-------- Given records --------

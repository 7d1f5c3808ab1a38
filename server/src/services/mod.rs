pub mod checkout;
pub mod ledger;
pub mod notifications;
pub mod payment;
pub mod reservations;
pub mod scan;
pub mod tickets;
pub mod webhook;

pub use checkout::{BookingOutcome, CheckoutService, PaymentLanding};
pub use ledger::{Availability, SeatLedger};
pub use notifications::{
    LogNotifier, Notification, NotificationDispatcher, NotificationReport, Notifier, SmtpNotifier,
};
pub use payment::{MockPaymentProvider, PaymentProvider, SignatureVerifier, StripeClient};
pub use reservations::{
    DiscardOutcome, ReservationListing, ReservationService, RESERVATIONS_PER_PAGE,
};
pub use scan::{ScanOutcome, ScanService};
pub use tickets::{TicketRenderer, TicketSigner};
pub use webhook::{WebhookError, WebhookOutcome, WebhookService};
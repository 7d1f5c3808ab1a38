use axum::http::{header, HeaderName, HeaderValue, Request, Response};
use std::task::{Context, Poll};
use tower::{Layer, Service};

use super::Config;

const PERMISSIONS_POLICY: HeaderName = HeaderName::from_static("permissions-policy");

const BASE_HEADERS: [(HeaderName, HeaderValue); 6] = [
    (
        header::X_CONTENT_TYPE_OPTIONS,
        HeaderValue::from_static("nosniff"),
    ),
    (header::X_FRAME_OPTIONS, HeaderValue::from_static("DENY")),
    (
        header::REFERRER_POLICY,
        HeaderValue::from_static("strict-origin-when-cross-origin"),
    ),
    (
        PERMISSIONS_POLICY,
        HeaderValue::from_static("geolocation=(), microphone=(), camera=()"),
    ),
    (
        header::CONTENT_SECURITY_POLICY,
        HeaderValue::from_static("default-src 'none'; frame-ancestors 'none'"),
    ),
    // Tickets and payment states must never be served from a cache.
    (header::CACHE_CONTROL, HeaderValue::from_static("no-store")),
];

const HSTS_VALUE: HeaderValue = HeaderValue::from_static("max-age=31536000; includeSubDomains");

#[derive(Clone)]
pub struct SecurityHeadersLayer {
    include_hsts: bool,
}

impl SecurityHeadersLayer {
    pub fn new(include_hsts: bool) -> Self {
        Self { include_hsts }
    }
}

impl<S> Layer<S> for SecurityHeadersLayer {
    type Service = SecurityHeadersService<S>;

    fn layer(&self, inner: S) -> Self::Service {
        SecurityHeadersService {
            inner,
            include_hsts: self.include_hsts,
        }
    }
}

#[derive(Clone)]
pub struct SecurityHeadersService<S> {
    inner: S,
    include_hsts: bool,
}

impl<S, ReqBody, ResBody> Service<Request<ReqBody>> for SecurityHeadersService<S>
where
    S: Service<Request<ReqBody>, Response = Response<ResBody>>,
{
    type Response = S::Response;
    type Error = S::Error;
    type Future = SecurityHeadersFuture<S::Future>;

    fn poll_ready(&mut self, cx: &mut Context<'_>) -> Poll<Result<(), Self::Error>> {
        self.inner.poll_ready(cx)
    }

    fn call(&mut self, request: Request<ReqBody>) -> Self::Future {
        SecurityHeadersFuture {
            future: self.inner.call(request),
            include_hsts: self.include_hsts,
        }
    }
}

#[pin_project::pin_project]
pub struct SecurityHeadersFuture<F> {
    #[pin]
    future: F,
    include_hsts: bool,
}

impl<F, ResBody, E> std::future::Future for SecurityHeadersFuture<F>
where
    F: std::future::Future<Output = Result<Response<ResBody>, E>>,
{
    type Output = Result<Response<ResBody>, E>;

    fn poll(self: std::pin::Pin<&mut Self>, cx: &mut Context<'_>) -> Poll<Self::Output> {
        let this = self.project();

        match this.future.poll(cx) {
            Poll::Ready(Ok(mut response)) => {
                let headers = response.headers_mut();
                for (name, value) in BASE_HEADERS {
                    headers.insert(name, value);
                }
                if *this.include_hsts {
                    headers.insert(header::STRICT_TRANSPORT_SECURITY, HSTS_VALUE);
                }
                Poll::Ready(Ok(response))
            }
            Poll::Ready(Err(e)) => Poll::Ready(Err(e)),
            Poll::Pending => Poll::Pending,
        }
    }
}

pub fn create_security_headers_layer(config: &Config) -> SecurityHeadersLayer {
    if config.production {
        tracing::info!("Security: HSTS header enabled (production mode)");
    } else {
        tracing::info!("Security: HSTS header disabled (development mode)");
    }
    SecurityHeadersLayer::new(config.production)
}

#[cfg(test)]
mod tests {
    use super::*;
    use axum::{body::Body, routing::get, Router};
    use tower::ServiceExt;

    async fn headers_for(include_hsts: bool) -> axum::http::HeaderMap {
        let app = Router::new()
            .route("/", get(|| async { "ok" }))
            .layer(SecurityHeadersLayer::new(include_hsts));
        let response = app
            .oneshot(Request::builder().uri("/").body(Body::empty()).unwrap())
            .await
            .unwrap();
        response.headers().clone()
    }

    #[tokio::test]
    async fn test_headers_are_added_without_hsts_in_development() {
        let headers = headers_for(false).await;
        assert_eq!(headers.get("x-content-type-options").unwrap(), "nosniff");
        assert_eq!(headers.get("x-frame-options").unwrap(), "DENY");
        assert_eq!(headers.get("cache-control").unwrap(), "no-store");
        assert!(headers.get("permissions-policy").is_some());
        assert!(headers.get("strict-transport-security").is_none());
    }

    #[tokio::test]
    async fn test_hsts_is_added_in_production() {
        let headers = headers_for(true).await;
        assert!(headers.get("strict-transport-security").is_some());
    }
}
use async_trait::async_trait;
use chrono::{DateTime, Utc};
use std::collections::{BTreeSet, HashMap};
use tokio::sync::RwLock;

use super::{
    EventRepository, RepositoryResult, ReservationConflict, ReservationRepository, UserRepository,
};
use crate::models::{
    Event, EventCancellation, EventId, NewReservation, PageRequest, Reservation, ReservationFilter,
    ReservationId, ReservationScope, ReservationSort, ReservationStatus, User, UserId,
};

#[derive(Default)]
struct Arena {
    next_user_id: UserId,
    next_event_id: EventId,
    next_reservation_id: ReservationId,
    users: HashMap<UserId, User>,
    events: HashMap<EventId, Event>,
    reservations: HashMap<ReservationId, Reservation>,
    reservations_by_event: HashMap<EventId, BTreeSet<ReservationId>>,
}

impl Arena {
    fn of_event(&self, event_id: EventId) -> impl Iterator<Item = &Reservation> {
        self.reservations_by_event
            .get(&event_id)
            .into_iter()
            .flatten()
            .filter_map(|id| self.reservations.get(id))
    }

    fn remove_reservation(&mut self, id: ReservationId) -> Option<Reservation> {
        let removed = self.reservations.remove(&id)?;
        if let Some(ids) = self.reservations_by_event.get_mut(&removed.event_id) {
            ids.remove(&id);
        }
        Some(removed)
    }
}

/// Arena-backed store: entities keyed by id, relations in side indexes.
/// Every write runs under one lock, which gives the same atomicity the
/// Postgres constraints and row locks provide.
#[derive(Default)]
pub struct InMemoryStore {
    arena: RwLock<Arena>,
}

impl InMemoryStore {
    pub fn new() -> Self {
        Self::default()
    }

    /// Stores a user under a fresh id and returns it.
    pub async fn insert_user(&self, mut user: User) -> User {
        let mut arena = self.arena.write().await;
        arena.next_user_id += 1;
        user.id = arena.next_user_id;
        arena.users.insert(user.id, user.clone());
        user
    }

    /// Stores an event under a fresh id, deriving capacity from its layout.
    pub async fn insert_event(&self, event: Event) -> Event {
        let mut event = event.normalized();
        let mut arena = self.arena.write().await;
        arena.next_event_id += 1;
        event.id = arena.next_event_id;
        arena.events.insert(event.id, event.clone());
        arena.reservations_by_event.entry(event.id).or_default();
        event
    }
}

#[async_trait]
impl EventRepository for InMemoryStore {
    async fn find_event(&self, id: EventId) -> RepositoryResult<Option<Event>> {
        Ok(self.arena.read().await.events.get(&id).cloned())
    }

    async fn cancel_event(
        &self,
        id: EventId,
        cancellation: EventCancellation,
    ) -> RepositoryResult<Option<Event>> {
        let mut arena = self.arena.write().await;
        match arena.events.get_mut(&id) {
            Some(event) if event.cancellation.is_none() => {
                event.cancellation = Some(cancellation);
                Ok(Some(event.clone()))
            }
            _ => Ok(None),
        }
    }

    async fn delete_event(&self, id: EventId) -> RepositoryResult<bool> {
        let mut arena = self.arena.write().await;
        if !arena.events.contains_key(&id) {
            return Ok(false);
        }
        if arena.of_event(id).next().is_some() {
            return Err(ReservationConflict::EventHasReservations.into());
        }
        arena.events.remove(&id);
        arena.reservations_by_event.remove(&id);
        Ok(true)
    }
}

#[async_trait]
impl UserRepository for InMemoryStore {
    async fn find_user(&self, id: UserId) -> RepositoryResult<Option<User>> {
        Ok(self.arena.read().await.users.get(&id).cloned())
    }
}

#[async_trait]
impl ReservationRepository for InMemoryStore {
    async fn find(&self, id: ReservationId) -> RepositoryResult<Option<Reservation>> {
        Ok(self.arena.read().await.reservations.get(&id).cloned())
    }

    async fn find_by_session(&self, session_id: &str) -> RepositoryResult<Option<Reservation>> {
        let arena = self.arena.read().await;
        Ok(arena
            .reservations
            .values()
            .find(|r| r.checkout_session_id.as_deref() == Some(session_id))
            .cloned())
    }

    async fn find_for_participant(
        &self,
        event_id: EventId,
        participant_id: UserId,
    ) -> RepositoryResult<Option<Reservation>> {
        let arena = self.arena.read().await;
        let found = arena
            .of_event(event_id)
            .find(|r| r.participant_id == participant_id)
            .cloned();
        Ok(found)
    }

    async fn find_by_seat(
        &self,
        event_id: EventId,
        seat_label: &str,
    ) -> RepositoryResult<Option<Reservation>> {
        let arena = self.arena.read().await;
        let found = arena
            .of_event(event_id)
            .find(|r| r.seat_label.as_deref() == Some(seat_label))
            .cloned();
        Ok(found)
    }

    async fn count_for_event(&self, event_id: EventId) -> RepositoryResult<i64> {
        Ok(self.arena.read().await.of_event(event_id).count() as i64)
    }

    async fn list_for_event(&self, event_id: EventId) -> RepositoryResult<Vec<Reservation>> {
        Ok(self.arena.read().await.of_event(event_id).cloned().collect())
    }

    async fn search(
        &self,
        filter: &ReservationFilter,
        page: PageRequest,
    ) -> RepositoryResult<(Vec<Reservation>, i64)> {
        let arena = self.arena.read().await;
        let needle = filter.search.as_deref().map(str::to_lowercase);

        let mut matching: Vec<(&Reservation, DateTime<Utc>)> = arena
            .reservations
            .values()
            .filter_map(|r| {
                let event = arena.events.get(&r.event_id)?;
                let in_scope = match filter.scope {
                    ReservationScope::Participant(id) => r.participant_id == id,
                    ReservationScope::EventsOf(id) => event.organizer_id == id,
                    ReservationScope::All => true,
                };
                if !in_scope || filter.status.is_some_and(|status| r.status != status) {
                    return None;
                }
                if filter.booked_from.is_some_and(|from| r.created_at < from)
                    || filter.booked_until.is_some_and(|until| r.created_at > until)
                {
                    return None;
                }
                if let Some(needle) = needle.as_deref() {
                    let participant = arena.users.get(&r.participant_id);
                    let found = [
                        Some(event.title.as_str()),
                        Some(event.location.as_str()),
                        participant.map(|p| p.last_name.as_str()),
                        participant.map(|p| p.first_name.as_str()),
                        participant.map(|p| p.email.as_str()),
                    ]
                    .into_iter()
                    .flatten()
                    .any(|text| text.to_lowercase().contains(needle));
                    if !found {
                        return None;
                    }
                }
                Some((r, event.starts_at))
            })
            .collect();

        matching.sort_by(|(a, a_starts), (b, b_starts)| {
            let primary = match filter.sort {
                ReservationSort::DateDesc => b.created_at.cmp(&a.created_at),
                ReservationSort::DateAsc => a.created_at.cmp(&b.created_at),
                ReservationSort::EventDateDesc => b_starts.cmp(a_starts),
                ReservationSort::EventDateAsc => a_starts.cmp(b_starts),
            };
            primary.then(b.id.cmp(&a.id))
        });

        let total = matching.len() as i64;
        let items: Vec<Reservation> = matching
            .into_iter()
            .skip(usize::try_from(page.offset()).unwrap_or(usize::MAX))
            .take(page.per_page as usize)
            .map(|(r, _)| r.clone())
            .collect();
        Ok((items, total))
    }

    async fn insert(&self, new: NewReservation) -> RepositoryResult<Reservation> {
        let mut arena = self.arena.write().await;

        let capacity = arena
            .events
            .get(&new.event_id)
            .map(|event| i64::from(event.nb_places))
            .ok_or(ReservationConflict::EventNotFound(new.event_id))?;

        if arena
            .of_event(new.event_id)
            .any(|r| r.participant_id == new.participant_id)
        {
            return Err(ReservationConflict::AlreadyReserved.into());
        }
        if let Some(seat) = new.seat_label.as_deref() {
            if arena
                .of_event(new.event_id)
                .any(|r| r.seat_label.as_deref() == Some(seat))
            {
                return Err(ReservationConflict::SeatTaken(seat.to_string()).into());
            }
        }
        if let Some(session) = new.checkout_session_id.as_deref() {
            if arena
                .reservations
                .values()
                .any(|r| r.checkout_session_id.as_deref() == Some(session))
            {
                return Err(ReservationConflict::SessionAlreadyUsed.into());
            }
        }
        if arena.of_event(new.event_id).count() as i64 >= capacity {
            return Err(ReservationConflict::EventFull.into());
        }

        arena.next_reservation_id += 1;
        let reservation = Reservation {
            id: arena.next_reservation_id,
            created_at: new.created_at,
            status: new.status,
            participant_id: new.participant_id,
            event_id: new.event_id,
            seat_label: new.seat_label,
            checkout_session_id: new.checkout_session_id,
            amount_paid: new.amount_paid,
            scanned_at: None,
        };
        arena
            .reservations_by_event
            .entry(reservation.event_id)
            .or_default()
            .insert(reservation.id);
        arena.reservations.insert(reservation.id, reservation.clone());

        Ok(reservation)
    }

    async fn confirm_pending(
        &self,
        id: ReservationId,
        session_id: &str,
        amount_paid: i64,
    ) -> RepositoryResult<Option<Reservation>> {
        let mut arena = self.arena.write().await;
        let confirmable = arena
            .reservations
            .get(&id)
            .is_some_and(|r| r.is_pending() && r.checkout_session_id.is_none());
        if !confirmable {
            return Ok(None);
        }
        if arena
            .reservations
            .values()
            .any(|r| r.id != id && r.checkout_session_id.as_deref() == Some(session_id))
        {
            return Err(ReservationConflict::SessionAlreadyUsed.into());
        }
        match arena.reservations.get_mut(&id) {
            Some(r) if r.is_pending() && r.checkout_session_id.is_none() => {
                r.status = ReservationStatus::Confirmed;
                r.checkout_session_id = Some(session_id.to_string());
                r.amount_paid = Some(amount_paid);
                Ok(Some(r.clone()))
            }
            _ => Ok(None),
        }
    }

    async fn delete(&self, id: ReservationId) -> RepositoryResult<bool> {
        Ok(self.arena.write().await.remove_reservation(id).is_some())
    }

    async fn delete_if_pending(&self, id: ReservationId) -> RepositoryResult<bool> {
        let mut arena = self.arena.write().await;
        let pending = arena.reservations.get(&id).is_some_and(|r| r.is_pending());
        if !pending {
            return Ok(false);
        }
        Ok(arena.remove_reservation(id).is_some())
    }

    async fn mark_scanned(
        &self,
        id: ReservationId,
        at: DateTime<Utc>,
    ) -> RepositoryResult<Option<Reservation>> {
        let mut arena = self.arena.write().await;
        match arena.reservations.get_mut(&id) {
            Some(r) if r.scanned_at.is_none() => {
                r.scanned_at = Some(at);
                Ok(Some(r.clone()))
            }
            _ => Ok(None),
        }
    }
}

--------

Exercise brief —
A single number is expected: the count of lines in the preceding entries that contain "UserRepository".

Finished task —
2